What needs to be done
In the entries below, some lines contain "HelpArticleRepository"; work out how many and answer with the figure only.

Materials provided
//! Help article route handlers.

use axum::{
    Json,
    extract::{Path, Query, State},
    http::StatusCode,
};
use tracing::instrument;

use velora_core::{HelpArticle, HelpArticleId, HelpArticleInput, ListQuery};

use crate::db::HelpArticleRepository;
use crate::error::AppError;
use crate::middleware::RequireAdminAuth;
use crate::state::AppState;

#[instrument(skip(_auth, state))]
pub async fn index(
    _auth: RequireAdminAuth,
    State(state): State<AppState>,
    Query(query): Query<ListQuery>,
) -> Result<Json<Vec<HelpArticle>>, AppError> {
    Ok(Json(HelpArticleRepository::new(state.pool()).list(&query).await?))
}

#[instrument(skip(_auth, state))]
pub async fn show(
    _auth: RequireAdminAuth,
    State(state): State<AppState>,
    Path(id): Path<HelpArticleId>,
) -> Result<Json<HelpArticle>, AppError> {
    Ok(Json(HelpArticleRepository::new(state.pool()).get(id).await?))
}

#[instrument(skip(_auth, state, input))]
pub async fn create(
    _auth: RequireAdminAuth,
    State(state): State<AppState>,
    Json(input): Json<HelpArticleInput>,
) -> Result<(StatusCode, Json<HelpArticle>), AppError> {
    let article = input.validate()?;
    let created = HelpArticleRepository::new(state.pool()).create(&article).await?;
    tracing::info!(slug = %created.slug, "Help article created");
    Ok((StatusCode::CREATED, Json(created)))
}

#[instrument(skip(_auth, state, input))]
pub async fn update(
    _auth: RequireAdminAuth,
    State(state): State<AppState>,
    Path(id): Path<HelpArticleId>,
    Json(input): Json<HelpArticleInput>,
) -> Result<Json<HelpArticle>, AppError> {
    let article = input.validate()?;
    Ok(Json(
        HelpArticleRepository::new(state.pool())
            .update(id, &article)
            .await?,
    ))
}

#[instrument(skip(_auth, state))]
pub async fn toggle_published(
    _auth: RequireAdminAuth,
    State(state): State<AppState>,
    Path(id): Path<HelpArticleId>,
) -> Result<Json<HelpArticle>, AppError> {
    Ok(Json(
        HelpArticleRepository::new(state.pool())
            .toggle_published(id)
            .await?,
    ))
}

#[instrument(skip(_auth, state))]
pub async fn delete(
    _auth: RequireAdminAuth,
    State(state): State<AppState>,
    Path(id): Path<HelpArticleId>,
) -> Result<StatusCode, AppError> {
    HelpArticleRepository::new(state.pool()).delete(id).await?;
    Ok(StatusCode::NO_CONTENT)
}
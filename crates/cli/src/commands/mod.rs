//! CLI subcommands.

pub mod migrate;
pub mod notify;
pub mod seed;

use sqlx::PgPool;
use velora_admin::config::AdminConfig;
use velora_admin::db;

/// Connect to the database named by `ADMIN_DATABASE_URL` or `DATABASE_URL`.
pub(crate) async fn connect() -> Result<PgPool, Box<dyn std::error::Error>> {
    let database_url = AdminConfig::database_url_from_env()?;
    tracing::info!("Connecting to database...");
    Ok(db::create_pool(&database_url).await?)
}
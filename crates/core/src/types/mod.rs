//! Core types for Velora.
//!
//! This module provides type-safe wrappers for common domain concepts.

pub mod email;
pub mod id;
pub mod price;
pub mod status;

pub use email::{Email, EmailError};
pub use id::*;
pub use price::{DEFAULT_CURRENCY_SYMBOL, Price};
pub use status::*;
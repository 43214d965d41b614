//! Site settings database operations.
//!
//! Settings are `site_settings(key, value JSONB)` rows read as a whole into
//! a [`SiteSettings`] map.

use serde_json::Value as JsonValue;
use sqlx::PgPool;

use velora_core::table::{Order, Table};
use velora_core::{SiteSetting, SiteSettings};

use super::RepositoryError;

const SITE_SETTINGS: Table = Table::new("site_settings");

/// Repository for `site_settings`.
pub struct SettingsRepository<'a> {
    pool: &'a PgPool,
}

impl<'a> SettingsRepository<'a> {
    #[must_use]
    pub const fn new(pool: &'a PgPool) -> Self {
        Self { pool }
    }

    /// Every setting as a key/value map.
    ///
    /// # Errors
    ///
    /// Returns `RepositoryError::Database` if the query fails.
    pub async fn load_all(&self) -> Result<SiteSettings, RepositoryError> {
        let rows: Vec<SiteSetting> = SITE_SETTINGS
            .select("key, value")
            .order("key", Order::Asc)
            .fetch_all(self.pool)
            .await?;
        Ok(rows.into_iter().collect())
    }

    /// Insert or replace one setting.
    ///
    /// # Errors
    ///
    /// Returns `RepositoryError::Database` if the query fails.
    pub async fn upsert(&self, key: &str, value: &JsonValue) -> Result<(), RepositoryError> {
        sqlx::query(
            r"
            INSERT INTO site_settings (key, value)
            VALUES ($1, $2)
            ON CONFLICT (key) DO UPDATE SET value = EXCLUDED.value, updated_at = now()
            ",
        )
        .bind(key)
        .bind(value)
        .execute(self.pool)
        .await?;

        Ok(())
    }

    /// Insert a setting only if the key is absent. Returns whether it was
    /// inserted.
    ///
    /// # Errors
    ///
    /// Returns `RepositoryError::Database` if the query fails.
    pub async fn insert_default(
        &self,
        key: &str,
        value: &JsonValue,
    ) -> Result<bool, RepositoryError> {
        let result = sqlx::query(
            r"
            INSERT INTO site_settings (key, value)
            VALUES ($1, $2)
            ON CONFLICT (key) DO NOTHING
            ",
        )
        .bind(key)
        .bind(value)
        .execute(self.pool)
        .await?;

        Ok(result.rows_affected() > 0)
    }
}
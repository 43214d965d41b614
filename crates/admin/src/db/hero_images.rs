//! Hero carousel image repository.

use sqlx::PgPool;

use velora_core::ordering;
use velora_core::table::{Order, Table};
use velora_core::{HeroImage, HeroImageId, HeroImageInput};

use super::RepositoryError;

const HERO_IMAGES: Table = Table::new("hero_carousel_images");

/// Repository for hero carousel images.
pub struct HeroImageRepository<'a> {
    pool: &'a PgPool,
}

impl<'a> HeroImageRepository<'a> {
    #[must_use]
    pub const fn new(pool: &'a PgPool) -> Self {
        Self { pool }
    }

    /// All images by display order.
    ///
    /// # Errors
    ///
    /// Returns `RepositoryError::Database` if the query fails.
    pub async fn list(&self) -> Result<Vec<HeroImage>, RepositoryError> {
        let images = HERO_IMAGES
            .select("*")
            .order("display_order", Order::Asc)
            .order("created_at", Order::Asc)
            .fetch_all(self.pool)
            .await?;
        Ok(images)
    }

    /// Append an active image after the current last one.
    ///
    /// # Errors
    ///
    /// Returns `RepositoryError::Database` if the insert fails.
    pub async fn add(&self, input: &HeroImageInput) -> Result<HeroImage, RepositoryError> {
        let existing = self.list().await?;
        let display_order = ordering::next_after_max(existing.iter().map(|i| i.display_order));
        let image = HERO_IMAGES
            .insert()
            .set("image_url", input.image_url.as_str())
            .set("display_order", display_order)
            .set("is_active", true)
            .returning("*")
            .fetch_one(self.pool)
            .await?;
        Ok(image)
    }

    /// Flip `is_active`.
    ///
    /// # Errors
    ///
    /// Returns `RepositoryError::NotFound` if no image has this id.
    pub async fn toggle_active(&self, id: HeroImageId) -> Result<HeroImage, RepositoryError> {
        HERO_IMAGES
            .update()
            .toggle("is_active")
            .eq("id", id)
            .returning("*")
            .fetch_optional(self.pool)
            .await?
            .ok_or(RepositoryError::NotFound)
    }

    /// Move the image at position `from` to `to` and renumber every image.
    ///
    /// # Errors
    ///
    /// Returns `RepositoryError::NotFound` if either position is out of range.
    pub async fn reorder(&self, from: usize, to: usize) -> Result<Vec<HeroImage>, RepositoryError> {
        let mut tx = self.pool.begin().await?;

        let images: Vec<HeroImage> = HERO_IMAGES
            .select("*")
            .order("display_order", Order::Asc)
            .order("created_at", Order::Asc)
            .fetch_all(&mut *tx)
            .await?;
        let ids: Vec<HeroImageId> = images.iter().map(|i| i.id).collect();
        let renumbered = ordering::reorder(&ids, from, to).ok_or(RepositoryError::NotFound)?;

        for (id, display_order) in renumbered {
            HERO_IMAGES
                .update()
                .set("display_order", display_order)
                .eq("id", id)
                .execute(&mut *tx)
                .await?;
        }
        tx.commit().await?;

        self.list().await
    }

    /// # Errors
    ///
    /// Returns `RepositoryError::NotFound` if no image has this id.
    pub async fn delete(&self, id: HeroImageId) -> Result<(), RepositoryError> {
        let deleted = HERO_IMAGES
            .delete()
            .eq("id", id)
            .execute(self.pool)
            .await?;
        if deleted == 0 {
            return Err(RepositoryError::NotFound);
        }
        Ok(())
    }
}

Written response
7